On Sat, 26 Apr 2008 07:18:08 -0700, zzbunker wrote:

> On Apr 21, 6:23 am, "V-for-Vendicar"
> <Just...@[EMAIL PROTECTED]
> wrote:
>> "(David P.)" <imb...@[EMAIL PROTECTED]
> wrote in message
>>
>>
news:62620a3d-5dd7-44d1-97ef-31e53d9790f0@[EMAIL PROTECTED]
>>
>> Op-Ed Columnist
>> Running Out of Planet to Exploit
>>
>> By PAUL KRUGMAN
>> Published: April 21, 2008
>>
>> Nine years ago The Economist ran a big
>> story on oil, which was then selling for
>> $10 a barrel. The magazine warned that
>> this might not last. Instead, it suggested,
>> oil might well fall to $5 a barrel.
> 
>   But the only truely interesting question about oil and economics
>   is why do economists and speculators even spectulate
>   about the future of idiot fossil fuels, partulcuarly oil anymore.

Because they are actually speculating on the demise of fiat money.

>   Since the intelligent money in science, engineering, and
> technology,
>   pulled out of the fossil fuels markets almost 60 years ago now.

They lost.

>   Partuclary since the only thing idiot magazine publishers
>   even seem to know about oil is the Wal-Mart warehousing price,
>   rather than the cost.

At last!  A valid point.

> 
>> In any case, The Economist asserted,
>> the world faced "the prospect of cheap,
>> plentiful oil for the foreseeable future."
>>
>> Last week, oil hit $117.
>>
>> It's not just oil that has defied the com-
>> placency of a few years back. Food
>> prices have also soared, as have the
>> prices of basic metals. And the global
>> surge in commodity prices is reviving
>> a question we haven't heard much since
>> the 1970s: Will limited supplies of natural
>> resources pose an obstacle to future
>> world economic growth?

(snicker)  Why would anyone attempt to measure value in dollars?  This is
not to say that population growth has not increased real costs.  But the
use of the word "real" by latter day neoconomists is inappropriate.

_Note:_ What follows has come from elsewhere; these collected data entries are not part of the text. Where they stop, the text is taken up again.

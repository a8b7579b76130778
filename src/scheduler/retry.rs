//! Retry policy resolution and exponential backoff.
//!
//! Policies compose by layered sparse override: a global base, an optional
//! per-tier override, an optional per-project override. A final defaulting
//! pass guarantees a resolved policy never carries a zero retry count, delay,
//! factor, or escalation threshold, even when every layer was incompletely
//! configured. Backoff decisions are pure time comparisons with injected
//! `now`.

use std::time::Duration;

use chrono::{DateTime, Utc};
use serde::{Deserialize, Serialize};

/// Fallback retry count.
pub const DEFAULT_MAX_RETRIES: u32 = 3;
/// Fallback initial delay (5 minutes).
pub const DEFAULT_INITIAL_DELAY: Duration = Duration::from_secs(5 * 60);
/// Fallback backoff multiplier.
pub const DEFAULT_BACKOFF_FACTOR: f64 = 2.0;
/// Fallback delay cap (30 minutes).
pub const DEFAULT_MAX_DELAY: Duration = Duration::from_secs(30 * 60);
/// Fallback escalation threshold.
pub const DEFAULT_ESCALATE_AFTER: u32 = 2;

/// Execution-cost class used to select retry overrides and routing.
#[derive(Debug, Clone, Copy, PartialEq, Eq, Hash, Serialize, Deserialize)]
#[serde(rename_all = "lowercase")]
pub enum Tier {
    Fast,
    Balanced,
    Premium,
}

impl std::fmt::Display for Tier {
    fn fmt(&self, f: &mut std::fmt::Formatter<'_>) -> std::fmt::Result {
        match self {
            Tier::Fast => write!(f, "fast"),
            Tier::Balanced => write!(f, "balanced"),
            Tier::Premium => write!(f, "premium"),
        }
    }
}

/// One sparse override layer. Unset fields degrade to the layer beneath.
#[derive(Debug, Clone, Default, PartialEq, Serialize, Deserialize)]
#[serde(default)]
pub struct RetryOverride {
    #[serde(rename = "max-retries", skip_serializing_if = "Option::is_none")]
    pub max_retries: Option<u32>,

    #[serde(rename = "initial-delay-secs", skip_serializing_if = "Option::is_none")]
    pub initial_delay_secs: Option<u64>,

    #[serde(rename = "backoff-factor", skip_serializing_if = "Option::is_none")]
    pub backoff_factor: Option<f64>,

    #[serde(rename = "max-delay-secs", skip_serializing_if = "Option::is_none")]
    pub max_delay_secs: Option<u64>,

    #[serde(rename = "escalate-after", skip_serializing_if = "Option::is_none")]
    pub escalate_after: Option<u32>,
}

impl RetryOverride {
    /// True when no field is set.
    pub fn is_empty(&self) -> bool {
        self.max_retries.is_none()
            && self.initial_delay_secs.is_none()
            && self.backoff_factor.is_none()
            && self.max_delay_secs.is_none()
            && self.escalate_after.is_none()
    }
}

/// A fully resolved retry policy. Every field is non-zero.
#[derive(Debug, Clone, PartialEq)]
pub struct RetryPolicy {
    pub max_retries: u32,
    pub initial_delay: Duration,
    pub backoff_factor: f64,
    pub max_delay: Duration,
    /// After this many retries the caller should route to a higher tier.
    pub escalate_after: u32,
}

impl Default for RetryPolicy {
    fn default() -> Self {
        Self {
            max_retries: DEFAULT_MAX_RETRIES,
            initial_delay: DEFAULT_INITIAL_DELAY,
            backoff_factor: DEFAULT_BACKOFF_FACTOR,
            max_delay: DEFAULT_MAX_DELAY,
            escalate_after: DEFAULT_ESCALATE_AFTER,
        }
    }
}

impl RetryPolicy {
    /// Backoff delay before the next attempt at this retry count.
    pub fn delay_for(&self, retry_count: u32) -> Duration {
        backoff_delay_with_factor(retry_count, self.initial_delay, self.backoff_factor, self.max_delay)
    }

    /// True when the cooldown for this retry count has elapsed.
    pub fn should_retry(&self, last_attempt: DateTime<Utc>, retry_count: u32, now: DateTime<Utc>) -> bool {
        cooldown_elapsed(last_attempt, self.delay_for(retry_count), now)
    }

    /// True once the retry count passes the escalation threshold.
    ///
    /// Routing to another tier is the caller's job; this only exposes the
    /// decision.
    pub fn should_escalate(&self, retry_count: u32) -> bool {
        retry_count > self.escalate_after
    }
}

/// Overlay a sparse layer field over the value beneath it.
fn overlay<T>(base: Option<T>, layer: Option<T>) -> Option<T> {
    layer.or(base)
}

/// Resolve the effective policy for a (tier, project) pair.
///
/// Layers apply in order base -> tier -> project, later non-empty fields
/// winning. A zero value in any layer counts as unset, so the defaulting pass
/// also repairs misconfigured explicit zeros.
pub fn effective_policy(
    base: &RetryOverride,
    tier_override: Option<&RetryOverride>,
    project_override: Option<&RetryOverride>,
) -> RetryPolicy {
    let mut merged = base.clone();
    for layer in [tier_override, project_override].into_iter().flatten() {
        merged.max_retries = overlay(merged.max_retries, layer.max_retries);
        merged.initial_delay_secs = overlay(merged.initial_delay_secs, layer.initial_delay_secs);
        merged.backoff_factor = overlay(merged.backoff_factor, layer.backoff_factor);
        merged.max_delay_secs = overlay(merged.max_delay_secs, layer.max_delay_secs);
        merged.escalate_after = overlay(merged.escalate_after, layer.escalate_after);
    }

    RetryPolicy {
        max_retries: merged.max_retries.filter(|v| *v > 0).unwrap_or(DEFAULT_MAX_RETRIES),
        initial_delay: merged
            .initial_delay_secs
            .filter(|v| *v > 0)
            .map(Duration::from_secs)
            .unwrap_or(DEFAULT_INITIAL_DELAY),
        backoff_factor: merged
            .backoff_factor
            .filter(|v| *v > 0.0)
            .unwrap_or(DEFAULT_BACKOFF_FACTOR),
        max_delay: merged
            .max_delay_secs
            .filter(|v| *v > 0)
            .map(Duration::from_secs)
            .unwrap_or(DEFAULT_MAX_DELAY),
        escalate_after: merged.escalate_after.filter(|v| *v > 0).unwrap_or(DEFAULT_ESCALATE_AFTER),
    }
}

/// Exponential backoff delay with the standard factor of 2.0.
///
/// `initial * 2^(retry_count - 1)`, capped at `max`. A retry count of zero is
/// treated as one so the floor delay is always sane.
pub fn backoff_delay(retry_count: u32, initial: Duration, max: Duration) -> Duration {
    backoff_delay_with_factor(retry_count, initial, DEFAULT_BACKOFF_FACTOR, max)
}

/// Exponential backoff delay with an explicit factor.
pub fn backoff_delay_with_factor(retry_count: u32, initial: Duration, factor: f64, max: Duration) -> Duration {
    let attempt = retry_count.max(1);
    // Exponent capped so the f64 math cannot overflow to infinity before the
    // comparison against max.
    let exponent = (attempt - 1).min(63) as i32;
    let scaled = initial.as_secs_f64() * factor.powi(exponent);
    if !scaled.is_finite() || scaled >= max.as_secs_f64() {
        max
    } else {
        Duration::from_secs_f64(scaled)
    }
}

/// True iff `now - last_attempt >= backoff_delay(retry_count, initial, max)`.
pub fn should_retry(
    last_attempt: DateTime<Utc>,
    retry_count: u32,
    initial: Duration,
    max: Duration,
    now: DateTime<Utc>,
) -> bool {
    cooldown_elapsed(last_attempt, backoff_delay(retry_count, initial, max), now)
}

fn cooldown_elapsed(last_attempt: DateTime<Utc>, delay: Duration, now: DateTime<Utc>) -> bool {
    let required = chrono::Duration::from_std(delay).unwrap_or(chrono::Duration::MAX);
    now.signed_duration_since(last_attempt) >= required
}
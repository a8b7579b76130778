//! Configuration snapshot and structural validation.

use std::collections::HashMap;
use std::fs;
use std::path::Path;

use serde::{Deserialize, Serialize};

use crate::error::{HerderError, Result};
use crate::scheduler::{ConcurrencyLimits, RetryOverride, RetryPolicy, Tier, effective_policy};

/// Recognized log levels.
const LOG_LEVELS: [&str; 5] = ["trace", "debug", "info", "warn", "error"];

/// Full configuration snapshot.
#[derive(Debug, Clone, PartialEq, Serialize, Deserialize)]
#[serde(default)]
pub struct Config {
    /// Persistent-state location. Fixed for the process lifetime.
    #[serde(rename = "state-db")]
    pub state_db: String,

    /// Log level; may change freely on reload.
    #[serde(rename = "log-level")]
    pub log_level: String,

    /// Scheduler tick interval in seconds.
    #[serde(rename = "tick-interval-secs")]
    pub tick_interval_secs: u64,

    /// Whether scheduling passes gate on cross-project dependencies.
    #[serde(rename = "cross-project")]
    pub cross_project: bool,

    /// API surface settings.
    pub api: ApiConfig,

    /// Per-project settings, keyed by project name.
    pub projects: HashMap<String, ProjectConfig>,

    /// Layered retry policy.
    pub retry: RetryConfig,

    /// Concurrency caps by role and in total.
    pub concurrency: ConcurrencyLimits,

    /// Rate-limit settings.
    #[serde(rename = "rate-limit")]
    pub rate_limit: RateLimitConfig,

    /// Per-project percentage-of-capacity shares. When non-empty, must sum
    /// to exactly 100.
    pub budgets: HashMap<String, u32>,
}

impl Default for Config {
    fn default() -> Self {
        Self {
            state_db: "herder.db".to_string(),
            log_level: "info".to_string(),
            tick_interval_secs: 30,
            cross_project: false,
            api: ApiConfig::default(),
            projects: HashMap::new(),
            retry: RetryConfig::default(),
            concurrency: ConcurrencyLimits::default(),
            rate_limit: RateLimitConfig::default(),
            budgets: HashMap::new(),
        }
    }
}

/// API surface settings.
#[derive(Debug, Clone, PartialEq, Serialize, Deserialize)]
#[serde(default)]
pub struct ApiConfig {
    /// Externally bound address. Fixed for the process lifetime.
    pub bind: String,
}

impl Default for ApiConfig {
    fn default() -> Self {
        Self {
            bind: "127.0.0.1:7420".to_string(),
        }
    }
}

/// Settings for one project.
#[derive(Debug, Clone, PartialEq, Serialize, Deserialize)]
#[serde(default)]
pub struct ProjectConfig {
    /// Disabled projects are skipped entirely by the scheduler.
    pub enabled: bool,

    /// Scheduling order across projects; lower = earlier.
    pub priority: i64,

    /// Execution tier selecting retry overrides and routing.
    #[serde(skip_serializing_if = "Option::is_none")]
    pub tier: Option<Tier>,
}

impl Default for ProjectConfig {
    fn default() -> Self {
        Self {
            enabled: true,
            priority: 100,
            tier: None,
        }
    }
}

/// Layered retry policy: base fields plus per-tier and per-project overrides.
#[derive(Debug, Clone, Default, PartialEq, Serialize, Deserialize)]
#[serde(default)]
pub struct RetryConfig {
    /// Base (global) policy fields.
    #[serde(flatten)]
    pub base: RetryOverride,

    /// Overrides keyed by execution tier.
    pub tiers: HashMap<Tier, RetryOverride>,

    /// Overrides keyed by project name.
    pub projects: HashMap<String, RetryOverride>,
}

/// Rate-limit settings. All of these may change on reload.
#[derive(Debug, Clone, PartialEq, Serialize, Deserialize)]
#[serde(default)]
pub struct RateLimitConfig {
    /// Initial backoff after a rate-limit response (seconds).
    #[serde(rename = "initial-backoff-secs")]
    pub initial_backoff_secs: u64,

    /// Maximum backoff (seconds).
    #[serde(rename = "max-backoff-secs")]
    pub max_backoff_secs: u64,

    /// Soft cap on concurrent API calls.
    #[serde(rename = "max-concurrent-api-calls")]
    pub max_concurrent_api_calls: usize,
}

impl Default for RateLimitConfig {
    fn default() -> Self {
        Self {
            initial_backoff_secs: 5,
            max_backoff_secs: 120,
            max_concurrent_api_calls: 10,
        }
    }
}

impl Config {
    /// Parse a TOML string and validate the result.
    pub fn from_toml_str(content: &str) -> Result<Self> {
        let config: Self = toml::from_str(content)?;
        config.validate()?;
        Ok(config)
    }

    /// Read, parse, and validate a configuration file.
    pub fn load_from_file(path: impl AsRef<Path>) -> Result<Self> {
        let content = fs::read_to_string(path.as_ref())?;
        Self::from_toml_str(&content)
    }

    /// Structural validation. Failures here are fatal to a load or reload
    /// attempt and never touch a previously published snapshot.
    pub fn validate(&self) -> Result<()> {
        if self.state_db.trim().is_empty() {
            return Err(HerderError::Config("state-db must not be empty".to_string()));
        }
        if self.api.bind.trim().is_empty() {
            return Err(HerderError::Config("api.bind must not be empty".to_string()));
        }
        if !LOG_LEVELS.contains(&self.log_level.as_str()) {
            return Err(HerderError::Config(format!("unknown log-level: {}", self.log_level)));
        }
        if self.tick_interval_secs == 0 {
            return Err(HerderError::Config("tick-interval-secs must be > 0".to_string()));
        }
        if self.concurrency.max_total == 0 {
            return Err(HerderError::Config("concurrency.max-total must be > 0".to_string()));
        }
        if self.rate_limit.max_concurrent_api_calls == 0 {
            return Err(HerderError::Config(
                "rate-limit.max-concurrent-api-calls must be > 0".to_string(),
            ));
        }
        if self.rate_limit.max_backoff_secs < self.rate_limit.initial_backoff_secs {
            return Err(HerderError::Config(
                "rate-limit.max-backoff-secs must be >= initial-backoff-secs".to_string(),
            ));
        }
        validate_budgets(&self.budgets)?;
        Ok(())
    }

    /// Names of enabled projects in deterministic scheduling order
    /// (ascending priority, then name).
    pub fn enabled_projects(&self) -> Vec<&str> {
        let mut names: Vec<(&str, i64)> = self
            .projects
            .iter()
            .filter(|(_, p)| p.enabled)
            .map(|(name, p)| (name.as_str(), p.priority))
            .collect();
        names.sort_by(|a, b| (a.1, a.0).cmp(&(b.1, b.0)));
        names.into_iter().map(|(name, _)| name).collect()
    }

    /// The configured tier for a project, when set.
    pub fn project_tier(&self, project: &str) -> Option<Tier> {
        self.projects.get(project).and_then(|p| p.tier)
    }

    /// The effective retry policy for a project: base, overlaid by its
    /// tier's override, overlaid by its own override.
    pub fn resolve_retry(&self, project: &str) -> RetryPolicy {
        let tier_override = self.project_tier(project).and_then(|t| self.retry.tiers.get(&t));
        effective_policy(&self.retry.base, tier_override, self.retry.projects.get(project))
    }
}

/// Budget-map invariant: every share within [0, 100], and a non-empty map
/// sums to exactly 100. Enforced at configuration load, not per dispatch.
pub fn validate_budgets(budgets: &HashMap<String, u32>) -> Result<()> {
    if budgets.is_empty() {
        return Ok(());
    }
    for (project, share) in budgets {
        if *share > 100 {
            return Err(HerderError::Config(format!(
                "budget share for '{project}' must be within [0, 100], got {share}"
            )));
        }
    }
    let sum: u32 = budgets.values().sum();
    if sum != 100 {
        return Err(HerderError::Config(format!("budget shares must sum to 100, got {sum}")));
    }
    Ok(())
}

#[cfg(test)]
mod tests {
    use super::*;
    use std::time::Duration;

    #[test]
    fn test_default_config_is_valid() {
        let config = Config::default();
        assert!(config.validate().is_ok());
        assert_eq!(config.tick_interval_secs, 30);
        assert!(!config.cross_project);
    }

    #[test]
    fn test_parse_toml() {
        let toml = r#"
state-db = "db1"
log-level = "debug"
tick-interval-secs = 10
cross-project = true

[api]
bind = "0.0.0.0:9000"

[projects.hg-website]
priority = 1
tier = "premium"

[projects.archive]
enabled = false

[retry]
max-retries = 4
initial-delay-secs = 60

[retry.tiers.premium]
max-retries = 6

[retry.projects.hg-website]
initial-delay-secs = 30

[concurrency]
max-total = 12

[concurrency.roles]
coder = 8
reviewer = 4

[budgets]
hg-website = 60
archive = 40
"#;
        let config = Config::from_toml_str(toml).unwrap();
        assert_eq!(config.state_db, "db1");
        assert_eq!(config.api.bind, "0.0.0.0:9000");
        assert!(config.cross_project);
        assert_eq!(config.projects.len(), 2);
        assert_eq!(config.project_tier("hg-website"), Some(Tier::Premium));
        assert_eq!(config.concurrency.role_cap("reviewer"), 4);
        assert_eq!(config.retry.base.max_retries, Some(4));
    }

    #[test]
    fn test_parse_minimal_toml_uses_defaults() {
        let config = Config::from_toml_str("").unwrap();
        assert_eq!(config, Config::default());
    }

    #[test]
    fn test_budget_sum_110_fails() {
        let budgets = HashMap::from([("a".to_string(), 60), ("b".to_string(), 50)]);
        let err = validate_budgets(&budgets).unwrap_err();
        assert!(err.to_string().contains("sum to 100"));
    }

    #[test]
    fn test_budget_sum_100_passes() {
        let budgets = HashMap::from([("a".to_string(), 60), ("b".to_string(), 40)]);
        assert!(validate_budgets(&budgets).is_ok());
    }

    #[test]
    fn test_budget_share_over_100_fails() {
        let budgets = HashMap::from([("a".to_string(), 150)]);
        let err = validate_budgets(&budgets).unwrap_err();
        assert!(err.to_string().contains("[0, 100]"));
    }

    #[test]
    fn test_budget_empty_map_passes() {
        assert!(validate_budgets(&HashMap::new()).is_ok());
    }

    #[test]
    fn test_validate_rejects_zero_total_cap() {
        let config = Config {
            concurrency: ConcurrencyLimits::new(0),
            ..Default::default()
        };
        assert!(matches!(config.validate(), Err(HerderError::Config(_))));
    }

    #[test]
    fn test_validate_rejects_unknown_log_level() {
        let config = Config {
            log_level: "loud".to_string(),
            ..Default::default()
        };
        assert!(config.validate().is_err());
    }

    #[test]
    fn test_unknown_tier_key_fails_at_parse() {
        let toml = r#"
[retry.tiers.turbo]
max-retries = 9
"#;
        assert!(matches!(Config::from_toml_str(toml), Err(HerderError::Toml(_))));
    }

    #[test]
    fn test_enabled_projects_deterministic_order() {
        let mut config = Config::default();
        config.projects.insert(
            "zeta".to_string(),
            ProjectConfig {
                priority: 1,
                ..Default::default()
            },
        );
        config.projects.insert(
            "alpha".to_string(),
            ProjectConfig {
                priority: 1,
                ..Default::default()
            },
        );
        config.projects.insert(
            "beta".to_string(),
            ProjectConfig {
                priority: 5,
                ..Default::default()
            },
        );
        config.projects.insert(
            "off".to_string(),
            ProjectConfig {
                enabled: false,
                priority: 0,
                ..Default::default()
            },
        );

        assert_eq!(config.enabled_projects(), ["alpha", "zeta", "beta"]);
    }

    #[test]
    fn test_resolve_retry_layers() {
        let mut config = Config::default();
        config.retry.base.max_retries = Some(3);
        config.retry.base.initial_delay_secs = Some(300);
        config.retry.tiers.insert(
            Tier::Premium,
            RetryOverride {
                max_retries: Some(6),
                ..Default::default()
            },
        );
        config.retry.projects.insert(
            "web".to_string(),
            RetryOverride {
                initial_delay_secs: Some(30),
                ..Default::default()
            },
        );
        config.projects.insert(
            "web".to_string(),
            ProjectConfig {
                tier: Some(Tier::Premium),
                ..Default::default()
            },
        );

        let policy = config.resolve_retry("web");
        assert_eq!(policy.max_retries, 6);
        assert_eq!(policy.initial_delay, Duration::from_secs(30));

        // A project with no overrides resolves from base + defaults.
        let plain = config.resolve_retry("other");
        assert_eq!(plain.max_retries, 3);
        assert_eq!(plain.initial_delay, Duration::from_secs(300));
    }
}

>> How you answer this question depends
>> largely on what you believe is driving the
>> rise in resource prices. Broadly speaking,
>> there are three competing views.
>>
>> The first is that it's mainly speculation -
>> that investors, looking for high returns at
>> a time of low interest rates, have piled
>> into commodity futures, driving up prices.
>> On this view, someday soon the bubble
>> will burst and high resource prices will
>> go the way of Pets.com.

There is some actual some reality to this point.

>> The second view is that soaring resource
>> prices do, in fact, have a basis in funda-
>> mentals - especially rapidly growing
>> demand from newly meat-eating, car-
>> driving Chinese - but that given time
>> we'll drill more wells, plant more acres,
>> and increased supply will push prices
>> right back down again.

This is not a reality in that there are real limits to the environment
past which population cannot rise without destroying the ecosystem.  I do
not imply that we are there yet, but we are probably getting close.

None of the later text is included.